Approach: The cell-like vector (CLV) consists of a synthetic core (the “nano” component) that is amenable to payload retention and delivery. This core is decorated with a natural multifunctional coating of cellular membranes (the “bio” component) obtained from various infiltrating cell types. We aspire to use the CLV to bridge the gaps existing between traditional chemotherapy, biological and nanoparticle-based approaches. These naturally derived membranes allow synthetic cores to negotiate VB and transfer cytotoxic payloads through the tumor-associated VB. The advantages of CLV include the following:

  • Coatings to endow injectable particles with cell-like functions 
  • Improved stability and modulation of the release of loaded payload
  • Delay of phagocytic uptake by leveraging self-recognition mechanisms
  • Binding inflamed endothelium and facilitating transport across the endothelial layer while eluding the lysosomal pathway
  • Delayed liver clearance and increased tumor accumulation 
  • Retention of a therapeutic cargo and increased accumulation at target sites


Schematic of the proposed CLV: assembly and function. A) Primary leukocytes will be collected. B) Cellular membranes will be purified, and the presence of the molecular machinery necessary for immune self tolerance, for the transport across the endothelium, and for the targeting and adhesion to tumor-associated vasculature will be confirmed through molecular and biochemical methods. C) The final CLV contains all the naive membrane proteins. D) The CLV can bypass immune surveillance, E) localize at the tumor site and F) transport the payload to the tumor.
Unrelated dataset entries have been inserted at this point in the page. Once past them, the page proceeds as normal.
//! Signal scoring for a single transaction/attachment pair

use serde::{Deserialize, Serialize};

use crate::reconciliation::config::MatchConfig;
use crate::reconciliation::normalize::{
    amounts_close, dates_close, names_overlap, normalize_name, select_attachment_date,
};
use crate::types::{Attachment, Transaction};

/// Score needed when the transaction names its counterparty
pub const MIN_SCORE_WITH_CONTACT: u8 = 3;
/// Score needed when the transaction has no contact
pub const MIN_SCORE_WITHOUT_CONTACT: u8 = 2;

/// Outcome of each corroborating signal for one pair
#[derive(Debug, Clone, Copy, PartialEq, Eq, Serialize, Deserialize)]
pub struct MatchScore {
    /// Amounts agree in magnitude within tolerance
    pub amount: bool,
    /// Booking date is within the window of the attachment date
    pub date: bool,
    /// Contact overlaps a counterparty; `None` when the transaction has no contact.
    /// A contact with no name tokens left after normalization never overlaps.
    pub counterparty: Option<bool>,
}

impl MatchScore {
    /// Number of signals that agree (0-3)
    pub fn total(&self) -> u8 {
        u8::from(self.amount) + u8::from(self.date) + u8::from(self.counterparty == Some(true))
    }

    /// Minimum total for this pair to be eligible
    pub fn required(&self) -> u8 {
        if self.counterparty.is_some() {
            MIN_SCORE_WITH_CONTACT
        } else {
            MIN_SCORE_WITHOUT_CONTACT
        }
    }

    pub fn is_eligible(&self) -> bool {
        self.total() >= self.required()
    }
}

/// Evaluate amount, date and counterparty agreement for a pair
///
/// The arguments are role-typed, so both lookup directions score a given pair
/// identically.
pub fn score(transaction: &Transaction, attachment: &Attachment, config: &MatchConfig) -> MatchScore {
    let amount = match (&transaction.amount, &attachment.data.total_amount) {
        (Some(paid), Some(billed)) => amounts_close(paid, billed, &config.amount_tolerance),
        _ => false,
    };

    let date = dates_close(
        transaction.date,
        select_attachment_date(attachment),
        config.date_window_days,
    );

    let contact = transaction
        .contact
        .as_deref()
        .filter(|contact| !contact.trim().is_empty());
    let counterparty = contact.map(|contact| {
        normalize_name(Some(contact), &config.corporate_suffixes).is_some_and(|contact| {
            attachment
                .counterparties()
                .into_iter()
                .filter_map(|name| normalize_name(Some(name), &config.corporate_suffixes))
                .any(|name| names_overlap(&contact, &name, config.min_common_tokens))
        })
    });

    MatchScore {
        amount,
        date,
        counterparty,
    }
}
We have engineered a delivery system that is recognized by the body as “self” rather than “foreign” and simultaneously possesses the molecular machinery necessary to interact and overcome VB. Additionally, by implementing various cell sources as our coating, we are able to accomplish various benefits, tailored to meet the individual’s immediate need. This unique feature also extends to the nano- or microparticle core that enables further tunability. This approach, akin to a Trojan horse strategy, consists of a therapeutic agent loaded into a microparticle and camouflaged with white blood cell membranes. This acts as a harmless, seemingly “endogenous cell,” although it is, rightfully, a synthetic hybrid bio-nano CLV.

Images of the individual components of the CLV. The membrane of T-cells (A) or macrophages (B) can be harvested and used to coat a core of either PLGA (C) or multistage vectors (D), which can in turn be loaded with a therapeutic payload consisting of micelles (E) or nanoporous silica nanospheres (F).